TASK BRIEF: Look for the word "CreateHT". Copy every line of the listing where it occurs.
"""
//! The bytecode interpreter.

use std::cell::RefCell;
use std::rc::Rc;

use rustc_hash::FxHashMap;
use tracing::trace;

use crate::builtins;
use crate::compiler::program::{Element, Op, Program};
use crate::error::{Error, Result};
use crate::runtime::function::{CallFrame, Function, Upvalue};
use crate::runtime::value::{HashTable, Value};

/// Maximum call depth before the VM reports a stack overflow.
const FRAMES_MAX: usize = 256;

/// The virtual machine.
///
/// Executes a [`Program`] against a value stack, a call stack of frames, a
/// global name table, and the list of open upvalues. Globals survive across
/// [`Vm::run`] calls so a REPL accumulates state.
pub struct Vm {
    program: Rc<Program>,
    pc: usize,
    stack: Vec<Value>,
    call_stack: Vec<CallFrame>,
    globals: FxHashMap<String, Value>,
    open_upvalues: Vec<Rc<RefCell<Upvalue>>>,
}
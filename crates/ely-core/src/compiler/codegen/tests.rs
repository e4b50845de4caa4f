//! Tests for the single-pass compiler.

use std::rc::Rc;

use super::*;
use crate::compiler::program::{Element, Op, Program};
use crate::runtime::function::Function;

fn compile_source(src: &str) -> Result<Program> {
    Compiler::new(src).compile()
}

fn compile_ok(src: &str) -> Program {
    compile_source(src).expect("compilation should succeed")
}

fn ops(program: &Program) -> Vec<Op> {
    // Operands are never `Element::Op`, so filtering yields the opcode
    // sequence without positional decoding.
    (0..program.len())
        .filter_map(|i| match program.get(i) {
            Some(Element::Op(op)) => Some(*op),
            _ => None,
        })
        .collect()
}

fn function_constants(program: &Program) -> Vec<Rc<Function>> {
    (0..program.len())
        .filter_map(|i| match program.get(i) {
            Some(Element::Function(f)) => Some(Rc::clone(f)),
            _ => None,
        })
        .collect()
}

fn jump_targets_in_range(program: &Program) -> bool {
    (0..program.len()).all(|i| match program.get(i) {
        Some(Element::Op(Op::Jump | Op::JumpIfFalse)) => match program.get(i + 1) {
            Some(Element::Number(dest)) => (*dest as usize) <= program.len(),
            _ => false,
        },
        _ => true,
    })
}

#[test]
fn test_compile_empty_program() {
    let program = compile_ok("");
    assert_eq!(ops(&program), vec![Op::Halt]);
}

#[test]
fn test_compile_number_literal() {
    let program = compile_ok("42");
    assert_eq!(ops(&program), vec![Op::PushImmediate, Op::Halt]);
    assert!(matches!(program.get(1), Some(Element::Number(n)) if *n == 42.0));
}

#[test]
fn test_number_parse_float_semantics() {
    let program = compile_ok("1.2.3");
    assert!(matches!(program.get(1), Some(Element::Number(n)) if *n == 1.2));
}

#[test]
fn test_compile_string_and_bool_literals() {
    let program = compile_ok("\"hi\"");
    assert!(matches!(program.get(1), Some(Element::String(s)) if s == "hi"));
    let program = compile_ok("true");
    assert!(matches!(program.get(1), Some(Element::Bool(true))));
}

#[test]
fn test_precedence_product_binds_tighter_than_sum() {
    let program = compile_ok("1 + 2 * 3");
    assert_eq!(
        ops(&program),
        vec![
            Op::PushImmediate,
            Op::PushImmediate,
            Op::PushImmediate,
            Op::Multiply,
            Op::Add,
            Op::Halt,
        ]
    );
}

#[test]
fn test_not_equal_lowers_to_equal_not() {
    let program = compile_ok("1 != 2");
    assert_eq!(
        ops(&program),
        vec![Op::PushImmediate, Op::PushImmediate, Op::Equal, Op::Not, Op::Halt]
    );
}

#[test]
fn test_unary_not() {
    let program = compile_ok("not true");
    assert_eq!(ops(&program), vec![Op::PushImmediate, Op::Not, Op::Halt]);
}

#[test]
fn test_var_declaration_at_top_level_defines_global() {
    let program = compile_ok("var x = 1");
    assert_eq!(ops(&program), vec![Op::PushImmediate, Op::DefineGlobal, Op::Halt]);
    assert!(matches!(program.get(3), Some(Element::String(s)) if s == "x"));
}

#[test]
fn test_var_without_initializer_is_null() {
    let program = compile_ok("var x");
    assert_eq!(ops(&program), vec![Op::Null, Op::DefineGlobal, Op::Halt]);
}

#[test]
fn test_global_read_and_assignment() {
    let program = compile_ok("var x = 1 x = 2 x");
    assert_eq!(
        ops(&program),
        vec![
            Op::PushImmediate,
            Op::DefineGlobal,
            Op::PushImmediate,
            Op::SetGlobal,
            Op::GetGlobal,
            Op::Halt,
        ]
    );
}

#[test]
fn test_while_emits_backpatched_jumps() {
    let program = compile_ok("var i = 0 while i < 3 do i = i + 1 end");
    assert!(jump_targets_in_range(&program));
    let opcodes = ops(&program);
    assert!(opcodes.contains(&Op::JumpIfFalse));
    assert!(opcodes.contains(&Op::Jump));
}

#[test]
fn test_while_body_locals_are_popped() {
    let program = compile_ok("while false do var x = 1 end");
    let pops = ops(&program).iter().filter(|op| **op == Op::Pop).count();
    assert_eq!(pops, 1);
}

#[test]
fn test_if_elseif_else_jumps_in_range() {
    let program = compile_ok(
        "if 1 > 2 then var a = 1 elseif 2 > 3 then var b = 2 else var c = 3 end",
    );
    assert!(jump_targets_in_range(&program));
}

#[test]
fn test_plain_if_patches_to_end() {
    let program = compile_ok("if true then end");
    // PushImmediate true, JumpIfFalse -> end, Halt
    assert_eq!(ops(&program), vec![Op::PushImmediate, Op::JumpIfFalse, Op::Halt]);
    assert!(jump_targets_in_range(&program));
}

#[test]
fn test_function_statement_emits_closure_then_define() {
    let program = compile_ok("function add(a, b) return a + b end");
    assert_eq!(ops(&program), vec![Op::Closure, Op::DefineGlobal, Op::Halt]);

    let constants = function_constants(&program);
    assert_eq!(constants.len(), 1);
    let add = &constants[0];
    assert_eq!(add.name.as_deref(), Some("add"));
    assert_eq!(add.arity, 2);
    assert_eq!(add.upvalue_count, 0);
}

#[test]
fn test_function_body_ends_with_implicit_return() {
    let program = compile_ok("function f() end");
    let f = &function_constants(&program)[0];
    assert_eq!(ops(&f.program), vec![Op::Return]);
    // Implicit return carries a count of zero.
    assert!(matches!(f.program.get(1), Some(Element::Number(n)) if *n == 0.0));
}

#[test]
fn test_function_params_resolve_as_locals() {
    let program = compile_ok("function first(a, b) return a end");
    let f = &function_constants(&program)[0];
    // Slot 0 is the function itself, so `a` is slot 1.
    assert_eq!(ops(&f.program), vec![Op::GetLocal, Op::Return, Op::Return]);
    assert!(matches!(f.program.get(1), Some(Element::Number(n)) if *n == 1.0));
}

#[test]
fn test_return_with_and_without_value() {
    let program = compile_ok("function f() return 1 end");
    let f = &function_constants(&program)[0];
    assert!(matches!(f.program.get(3), Some(Element::Number(n)) if *n == 1.0));

    let program = compile_ok("function f() return end");
    let f = &function_constants(&program)[0];
    assert!(matches!(f.program.get(1), Some(Element::Number(n)) if *n == 0.0));
}

#[test]
fn test_closure_upvalue_descriptors_match_count() {
    let program = compile_ok(
        "function outer()\n\
         var n = 0\n\
         function inner() return n end\n\
         return inner\n\
         end",
    );
    let outer = &function_constants(&program)[0];
    let inner = &function_constants(&outer.program)[0];
    assert_eq!(inner.upvalue_count, 1);

    // The Closure op in outer's program is followed by the constant and one
    // (is-local, index) pair pointing at outer's local slot 1.
    let closure_at = (0..outer.program.len())
        .find(|i| matches!(outer.program.get(*i), Some(Element::Op(Op::Closure))))
        .unwrap();
    assert!(matches!(outer.program.get(closure_at + 2), Some(Element::Bool(true))));
    assert!(matches!(outer.program.get(closure_at + 3), Some(Element::Number(n)) if *n == 1.0));

    // Inside inner, the captured variable reads through upvalue 0.
    assert_eq!(ops(&inner.program), vec![Op::GetUpvalue, Op::Return, Op::Return]);
}

#[test]
fn test_upvalue_chains_through_intermediate_function() {
    let program = compile_ok(
        "function a()\n\
         var x = 1\n\
         function b()\n\
         function c() return x end\n\
         return c\n\
         end\n\
         return b\n\
         end",
    );
    let a = &function_constants(&program)[0];
    let b = &function_constants(&a.program)[0];
    let c = &function_constants(&b.program)[0];
    assert_eq!(b.upvalue_count, 1);
    assert_eq!(c.upvalue_count, 1);
}

#[test]
fn test_anonymous_function_expression() {
    let program = compile_ok("var f = function(x) return x end");
    assert_eq!(ops(&program), vec![Op::Closure, Op::DefineGlobal, Op::Halt]);
    let f = &function_constants(&program)[0];
    assert!(f.name.is_none());
    assert_eq!(f.arity, 1);
}

#[test]
fn test_call_emits_arg_count() {
    let program = compile_ok("f(1, 2, 3)");
    let call_at = (0..program.len())
        .find(|i| matches!(program.get(*i), Some(Element::Op(Op::Call))))
        .unwrap();
    assert!(matches!(program.get(call_at + 1), Some(Element::Number(n)) if *n == 3.0));
}

#[test]
fn test_list_literal_emits_indexed_keys() {
    let program = compile_ok("[10, 20, 30]");
    assert!(matches!(program.get(1), Some(Element::String(s)) if s == "0"));
    assert!(matches!(program.get(5), Some(Element::String(s)) if s == "1"));
    assert!(matches!(program.get(9), Some(Element::String(s)) if s == "2"));
    let create_at = (0..program.len())
        .find(|i| matches!(program.get(*i), Some(Element::Op(Op::CreateHT))))
        .unwrap();
    assert!(matches!(program.get(create_at + 1), Some(Element::Number(n)) if *n == 3.0));
}

#[test]
fn test_hash_table_literal() {
    let program = compile_ok("{\"k\": 1, \"j\": 2}");
    let opcodes = ops(&program);
    assert_eq!(opcodes.iter().filter(|op| **op == Op::PushImmediate).count(), 4);
    assert!(opcodes.contains(&Op::CreateHT));
}

#[test]
fn test_subscript() {
    let program = compile_ok("xs[1]");
    assert_eq!(
        ops(&program),
        vec![Op::GetGlobal, Op::PushImmediate, Op::GetHT, Op::Halt]
    );
}

#[test]
fn test_logical_operators_compile_without_short_circuit() {
    let program = compile_ok("true and false or true");
    let opcodes = ops(&program);
    assert!(opcodes.contains(&Op::And));
    assert!(opcodes.contains(&Op::Or));
    assert!(!opcodes.contains(&Op::Jump));
}

#[test]
fn test_error_unexpected_token() {
    let err = compile_source("var x = +").unwrap_err();
    let message = err.to_string();
    assert!(message.starts_with("flagrant error on line 1"));
    assert!(message.contains("unexpected token"));
}

#[test]
fn test_error_missing_then() {
    let err = compile_source("if true var x = 1 end").unwrap_err();
    assert!(err.to_string().contains("expected 'then'"));
}

#[test]
fn test_error_invalid_assignment_target() {
    let err = compile_source("(a) = 1").unwrap_err();
    assert!(err.to_string().contains("invalid operator"));
}

#[test]
fn test_error_hash_key_must_be_string() {
    let err = compile_source("{1: 2}").unwrap_err();
    assert!(err.to_string().contains("expected string key"));
}

#[test]
fn test_break_has_no_statement_rule() {
    let err = compile_source("break").unwrap_err();
    assert!(err.to_string().contains("unexpected token 'break'"));
}

#[test]
fn test_synchronization_reports_multiple_errors() {
    let err = compile_source("var = 1\nvar y = @\nvar 2").unwrap_err();
    let message = err.to_string();
    assert!(message.contains("flagrant error on line 1"));
    assert!(message.contains("flagrant error on line 2"));
    assert!(message.contains("flagrant error on line 3"));
}

#[test]
fn test_recovery_keeps_compiling_after_error() {
    // The second statement is fine and should not produce a diagnostic.
    let err = compile_source("var = 1\nvar ok = 2").unwrap_err();
    let message = err.to_string();
    assert_eq!(message.matches("flagrant error").count(), 1);
}

#[test]
fn test_local_assignment_in_function() {
    let program = compile_ok("function f(a) a = 2 end");
    let f = &function_constants(&program)[0];
    assert_eq!(ops(&f.program), vec![Op::PushImmediate, Op::SetLocal, Op::Return]);
}

#[test]
fn test_duplicate_local_is_an_error() {
    let err = compile_source("function f() var x = 1 var x = 2 end").unwrap_err();
    assert!(err.to_string().contains("already declared"));
}

#[test]
fn test_recursion_resolves_through_slot_zero() {
    let program = compile_ok("function loop(n) return loop(n) end");
    let f = &function_constants(&program)[0];
    // The recursive callee is GetLocal 0, not a global read.
    assert_eq!(ops(&f.program)[0], Op::GetLocal);
    assert!(matches!(f.program.get(1), Some(Element::Number(n)) if *n == 0.0));
}
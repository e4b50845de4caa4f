//! The built-in runtime library.
//!
//! Four natives are exposed to scripts as globals: `print`, `read_line`,
//! `str`, and `len`. Natives receive their arguments in source order and
//! report failures as plain messages; the VM attaches the stack trace.

use std::io::BufRead;
use std::rc::Rc;

use crate::runtime::function::{NativeFunction, ARITY_VARIADIC};
use crate::runtime::value::Value;

/// Returns the runtime library as (name, value) pairs for the globals table.
pub fn register_builtins() -> Vec<(String, Value)> {
    [
        ("print", ARITY_VARIADIC, native_print as fn(&[Value]) -> Result<Value, String>),
        ("read_line", 0, native_read_line),
        ("str", 1, native_str),
        ("len", 1, native_len),
    ]
    .into_iter()
    .map(|(name, arity, func)| {
        let native = NativeFunction { name: name.to_string(), arity, func };
        (name.to_string(), Value::NativeFunction(Rc::new(native)))
    })
    .collect()
}

/// `print(...)` - writes space-separated stringified arguments and a newline.
fn native_print(args: &[Value]) -> Result<Value, String> {
    let line = args.iter().map(Value::to_string).collect::<Vec<_>>().join(" ");
    println!("{line}");
    Ok(Value::Null)
}

/// `read_line()` - reads one line from standard input, without the newline.
fn native_read_line(_args: &[Value]) -> Result<Value, String> {
    let mut line = String::new();
    std::io::stdin()
        .lock()
        .read_line(&mut line)
        .map_err(|err| format!("read_line: {err}"))?;
    while line.ends_with('\n') || line.ends_with('\r') {
        line.pop();
    }
    Ok(Value::String(line))
}

/// `str(v)` - converts a value to its string form. Fails on null.
fn native_str(args: &[Value]) -> Result<Value, String> {
    match &args[0] {
        Value::Null => Err("str: cannot convert null to a string".to_string()),
        value => Ok(Value::String(value.to_string())),
    }
}

/// `len(v)` - the element count of a hash table.
fn native_len(args: &[Value]) -> Result<Value, String> {
    match &args[0] {
        Value::HashTable(table) => Ok(Value::Number(table.borrow().count as f64)),
        other => Err(format!("len: expected a hash table, got {}", other.type_name())),
    }
}
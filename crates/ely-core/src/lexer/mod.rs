//! Lexical analysis (tokenization) for Ely source code.
//!
//! The lexer transforms source text into a lazy stream of tokens that the
//! compiler consumes on demand.
//!
//! ## Structure
//!
//! - `scanner.rs` - Main `Scanner` struct that produces tokens
//! - `token.rs` - `Token` and `TokenKind` definitions
//!
//! ## Usage
//!
//! ```rust
//! use ely_core::lexer::{Scanner, TokenKind};
//!
//! let mut scanner = Scanner::new("var x = 42");
//!
//! loop {
//!     let token = scanner.next_token().unwrap();
//!     if matches!(token.kind, TokenKind::Eof) {
//!         break;
//!     }
//!     println!("{:?}", token.kind);
//! }
//! ```

mod scanner;
mod token;

pub use scanner::Scanner;
pub use token::{Token, TokenKind};
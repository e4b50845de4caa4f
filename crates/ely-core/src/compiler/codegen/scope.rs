//! Scope and function-context management for variable resolution.

use crate::compiler::program::Program;

/// A local variable occupying a stack slot.
#[derive(Debug, Clone)]
pub struct Local {
    /// The variable name
    pub name: String,
    /// The scope depth where this was declared
    pub depth: usize,
    /// Whether a closure captures this local
    pub is_captured: bool,
}

/// A compile-time upvalue descriptor.
///
/// `is_local` true means `index` is a stack slot in the immediately
/// enclosing function; false means it is an upvalue index there.
#[derive(Debug, Clone, Copy, PartialEq, Eq)]
pub struct UpvalueRef {
    /// Slot or upvalue index in the enclosing function
    pub index: usize,
    /// Whether the index refers to an enclosing local
    pub is_local: bool,
}

/// Per-function compilation state.
///
/// Contexts form a chain through `parent`: the compiler pushes a fresh
/// context for each `function` body and pops it when the body ends.
/// Identifier resolution walks this chain, threading upvalue records
/// through every intermediate context.
#[derive(Debug, Default)]
pub struct FunctionCtx {
    /// Function name, if any (None for the top level and anonymous functions)
    pub name: Option<String>,
    /// Declared parameter count
    pub arity: usize,
    /// The code being emitted for this function
    pub program: Program,
    /// Locals in declaration order; the index is the stack slot
    pub locals: Vec<Local>,
    /// Captured upvalues, in the order their descriptors are emitted
    pub upvalues: Vec<UpvalueRef>,
    /// Current scope depth (0 = top level, 1 = function body)
    pub scope_depth: usize,
    /// The enclosing function's context
    pub parent: Option<Box<FunctionCtx>>,
}

impl FunctionCtx {
    /// Context for the top-level script.
    pub fn script() -> Self {
        Self::default()
    }

    /// Context for a function body. Slot 0 is reserved for the function
    /// itself so named functions can call themselves recursively.
    pub fn function(name: Option<String>) -> Self {
        Self {
            locals: vec![Local {
                name: name.clone().unwrap_or_default(),
                depth: 1,
                is_captured: false,
            }],
            name,
            scope_depth: 1,
            ..Self::default()
        }
    }

    /// Resolves a name to a local slot in this context, innermost first.
    /// When `capture` is set the local is marked captured.
    pub fn resolve_local(&mut self, name: &str, capture: bool) -> Option<usize> {
        for (slot, local) in self.locals.iter_mut().enumerate().rev() {
            if local.name == name {
                if capture {
                    local.is_captured = true;
                }
                return Some(slot);
            }
        }
        None
    }

    /// Resolves a name captured from an enclosing function, adding upvalue
    /// records to this context and every intermediate one.
    pub fn resolve_upvalue(&mut self, name: &str) -> Option<usize> {
        let slot = match self.parent.as_mut() {
            Some(parent) => parent.resolve_local(name, true),
            None => return None,
        };
        if let Some(slot) = slot {
            return Some(self.add_upvalue(slot, true));
        }

        let index = match self.parent.as_mut() {
            Some(parent) => parent.resolve_upvalue(name),
            None => return None,
        };
        index.map(|index| self.add_upvalue(index, false))
    }

    fn add_upvalue(&mut self, index: usize, is_local: bool) -> usize {
        let record = UpvalueRef { index, is_local };
        if let Some(existing) = self.upvalues.iter().position(|u| *u == record) {
            return existing;
        }
        self.upvalues.push(record);
        self.upvalues.len() - 1
    }
}
//! Float to integer PCM quantization.
//!
//! Samples are saturated to [-1, 1] before scaling. Negative values scale by
//! the magnitude of the integer minimum, non-negative values by the maximum,
//! so both ends of the range are reachable exactly.
//!
//! * 16-bit: signed, rounded to nearest, written in the requested byte order.
//! * 8-bit: unsigned with a +128 offset (128 is silence), truncated.
//!
//! NaN input is treated as silence.

use crate::config::{Endianness, PcmFormat, SampleBits};
use byteorder::{BigEndian, ByteOrder, LittleEndian};

pub fn encode_pcm(samples: &[f32], sample_bits: SampleBits, endianness: Endianness) -> Vec<u8> {
    match endianness {
        Endianness::Little => encode_with::<LittleEndian>(samples, sample_bits),
        Endianness::Big => encode_with::<BigEndian>(samples, sample_bits),
    }
}

pub fn encode_pcm_for(samples: &[f32], format: &PcmFormat) -> Vec<u8> {
    encode_pcm(samples, format.sample_bits, format.endianness)
}

fn encode_with<B: ByteOrder>(samples: &[f32], sample_bits: SampleBits) -> Vec<u8> {
    let mut out = Vec::with_capacity(samples.len() * sample_bits.bytes_per_sample());
    match sample_bits {
        SampleBits::Eight => out.extend(samples.iter().map(|&s| quantize_u8(s))),
        SampleBits::Sixteen => {
            let mut word = [0u8; 2];
            for &s in samples {
                B::write_i16(&mut word, quantize_i16(s));
                out.extend_from_slice(&word);
            }
        }
    }
    out
}

fn saturate(sample: f32) -> f32 {
    if sample.is_nan() {
        0.0
    } else {
        sample.clamp(-1.0, 1.0)
    }
}

pub fn quantize_i16(sample: f32) -> i16 {
    let s = saturate(sample);
    let scaled = if s < 0.0 { s * 32768.0 } else { s * 32767.0 };
    scaled.round() as i16
}

pub fn quantize_u8(sample: f32) -> u8 {
    let s = saturate(sample);
    let scaled = if s < 0.0 { s * 128.0 } else { s * 127.0 };
    (scaled + 128.0) as u8
}

#[cfg(test)]
mod tests {
    use super::*;

    #[test]
    fn sixteen_bit_boundaries_little_endian() {
        let out = encode_pcm(&[1.0, -1.0, 0.0], SampleBits::Sixteen, Endianness::Little);
        assert_eq!(out, vec![0xFF, 0x7F, 0x00, 0x80, 0x00, 0x00]);
    }

    #[test]
    fn sixteen_bit_big_endian_swaps_bytes() {
        let out = encode_pcm(&[1.0, -1.0], SampleBits::Sixteen, Endianness::Big);
        assert_eq!(out, vec![0x7F, 0xFF, 0x80, 0x00]);
    }

    #[test]
    fn eight_bit_offsets_around_128() {
        let out = encode_pcm(&[0.0, 1.0, -1.0, -0.5, 0.5], SampleBits::Eight, Endianness::Little);
        assert_eq!(out, vec![128, 255, 0, 64, 191]);
    }

    #[test]
    fn out_of_range_samples_saturate() {
        assert_eq!(quantize_i16(3.5), i16::MAX);
        assert_eq!(quantize_i16(-7.0), i16::MIN);
        assert_eq!(quantize_u8(2.0), 255);
        assert_eq!(quantize_u8(-2.0), 0);
    }

    #[test]
    fn sixteen_bit_rounds_to_nearest() {
        // 0.5 * 32767 = 16383.5
        assert_eq!(quantize_i16(0.5), 16384);
        // -0.25 * 32768 = -8192 exactly
        assert_eq!(quantize_i16(-0.25), -8192);
    }

    #[test]
    fn nan_is_silence() {
        assert_eq!(quantize_i16(f32::NAN), 0);
        assert_eq!(quantize_u8(f32::NAN), 128);
    }

    #[test]
    fn output_length_follows_bit_depth() {
        let samples = vec![0.1; 37];
        assert_eq!(encode_pcm(&samples, SampleBits::Eight, Endianness::Little).len(), 37);
        assert_eq!(encode_pcm(&samples, SampleBits::Sixteen, Endianness::Big).len(), 74);
    }

    #[test]
    fn encoding_is_deterministic() {
        let samples: Vec<f32> = (0..512).map(|i| ((i as f32) * 0.013).sin()).collect();
        let format = PcmFormat::default();
        assert_eq!(encode_pcm_for(&samples, &format), encode_pcm_for(&samples, &format));
    }
}
use crate::config::ProcessOptions;
use crate::error::LifecycleError;
use crate::messages::{ChannelSet, ProcessedChunk, ProcessorMessage};
use super::{interleave, rms, ChunkAccumulator, ChunkSink};
use anyhow::Result;

#[derive(Debug, Clone, Copy, PartialEq, Eq)]
pub enum ProcessorState {
    Idle,
    Initialized,
    Processing,
    Stopped,
}

struct Session {
    options: ProcessOptions,
    accumulator: ChunkAccumulator,
    samples_in: u64,
}

/// Per-window glue between the audio source and the notification sink.
///
/// Each window is interleaved and appended to the accumulator; every full
/// `process_size` chunk is metered and delivered to the sink before the call
/// returns. `stop` flushes the remainder as one terminal chunk.
///
/// Misuse (data before init, init while processing, anything after stop
/// other than a fresh init) is rejected with a `LifecycleError` and leaves the
/// processor untouched.
pub struct StreamingProcessor<S> {
    state: ProcessorState,
    session: Option<Session>,
    sink: S,
}

impl<S: ChunkSink> StreamingProcessor<S> {
    pub fn new(sink: S) -> Self {
        Self {
            state: ProcessorState::Idle,
            session: None,
            sink,
        }
    }

    pub fn state(&self) -> ProcessorState {
        self.state
    }

    pub fn options(&self) -> Option<&ProcessOptions> {
        self.session.as_ref().map(|s| &s.options)
    }

    /// Interleaved samples received since the last init.
    pub fn samples_received(&self) -> u64 {
        self.session.as_ref().map_or(0, |s| s.samples_in)
    }

    /// Samples waiting for the next chunk boundary.
    pub fn pending(&self) -> usize {
        self.session.as_ref().map_or(0, |s| s.accumulator.len())
    }

    pub fn sink(&self) -> &S {
        &self.sink
    }

    pub fn init(&mut self, options: ProcessOptions) -> Result<()> {
        if self.state == ProcessorState::Processing {
            return Err(LifecycleError::AlreadyProcessing.into());
        }
        options.validate()?;

        self.session = Some(Session {
            options,
            accumulator: ChunkAccumulator::new(options.process_size),
            samples_in: 0,
        });
        self.state = ProcessorState::Initialized;
        log::debug!(
            "processor initialized: process_size={} channels={} rate={}",
            options.process_size,
            options.num_channels,
            options.sample_rate
        );
        Ok(())
    }

    /// Feeds one render window. Returns the number of chunks delivered.
    pub fn process_window(&mut self, window: ChannelSet) -> Result<usize> {
        let session = match (self.state, self.session.as_mut()) {
            (ProcessorState::Stopped, _) => return Err(LifecycleError::Stopped.into()),
            (_, None) | (ProcessorState::Idle, _) => {
                return Err(LifecycleError::NotInitialized.into())
            }
            (_, Some(session)) => session,
        };

        let expected = session.options.num_channels;
        if window.channels() != expected {
            return Err(LifecycleError::ChannelCountMismatch {
                expected,
                actual: window.channels(),
            }
            .into());
        }

        let samples = interleave(window);
        session.samples_in += samples.len() as u64;
        session.accumulator.append(&samples);
        self.state = ProcessorState::Processing;

        let mut ready = Vec::new();
        while let Some(buffer) = session.accumulator.try_emit() {
            ready.push(buffer);
        }

        // Every ready chunk is offered to the sink even if an earlier one failed.
        let emitted = ready.len();
        let mut first_err = None;
        for buffer in ready {
            if let Err(e) = self.emit(buffer, false) {
                first_err.get_or_insert(e);
            }
        }
        match first_err {
            Some(e) => Err(e),
            None => Ok(emitted),
        }
    }

    /// Flushes the pending tail as the terminal chunk, which is delivered even
    /// when empty.
    pub fn stop(&mut self) -> Result<()> {
        let session = match (self.state, self.session.as_mut()) {
            (ProcessorState::Stopped, _) => return Err(LifecycleError::Stopped.into()),
            (_, None) | (ProcessorState::Idle, _) => {
                return Err(LifecycleError::NotInitialized.into())
            }
            (_, Some(session)) => session,
        };

        let tail = session.accumulator.flush();
        self.state = ProcessorState::Stopped;
        log::debug!("processor stopped, flushing {} samples", tail.len());
        self.emit(tail, true)
    }

    pub fn handle(&mut self, message: ProcessorMessage) -> Result<usize> {
        match message {
            ProcessorMessage::Init(options) => self.init(options).map(|_| 0),
            ProcessorMessage::Data(window) => self.process_window(window),
            ProcessorMessage::Stop => self.stop().map(|_| 1),
        }
    }

    fn emit(&mut self, buffer: Vec<f32>, is_final: bool) -> Result<()> {
        let vol = rms(&buffer);
        log::trace!("emitting chunk: {} samples, vol {:.4}, final {}", buffer.len(), vol, is_final);
        self.sink.deliver(ProcessedChunk { buffer, vol, is_final })
    }
}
"""
YOUR SOLUTION:
        .find(|i| matches!(program.get(*i), Some(Element::Op(Op::CreateHT))))
    assert!(opcodes.contains(&Op::CreateHT));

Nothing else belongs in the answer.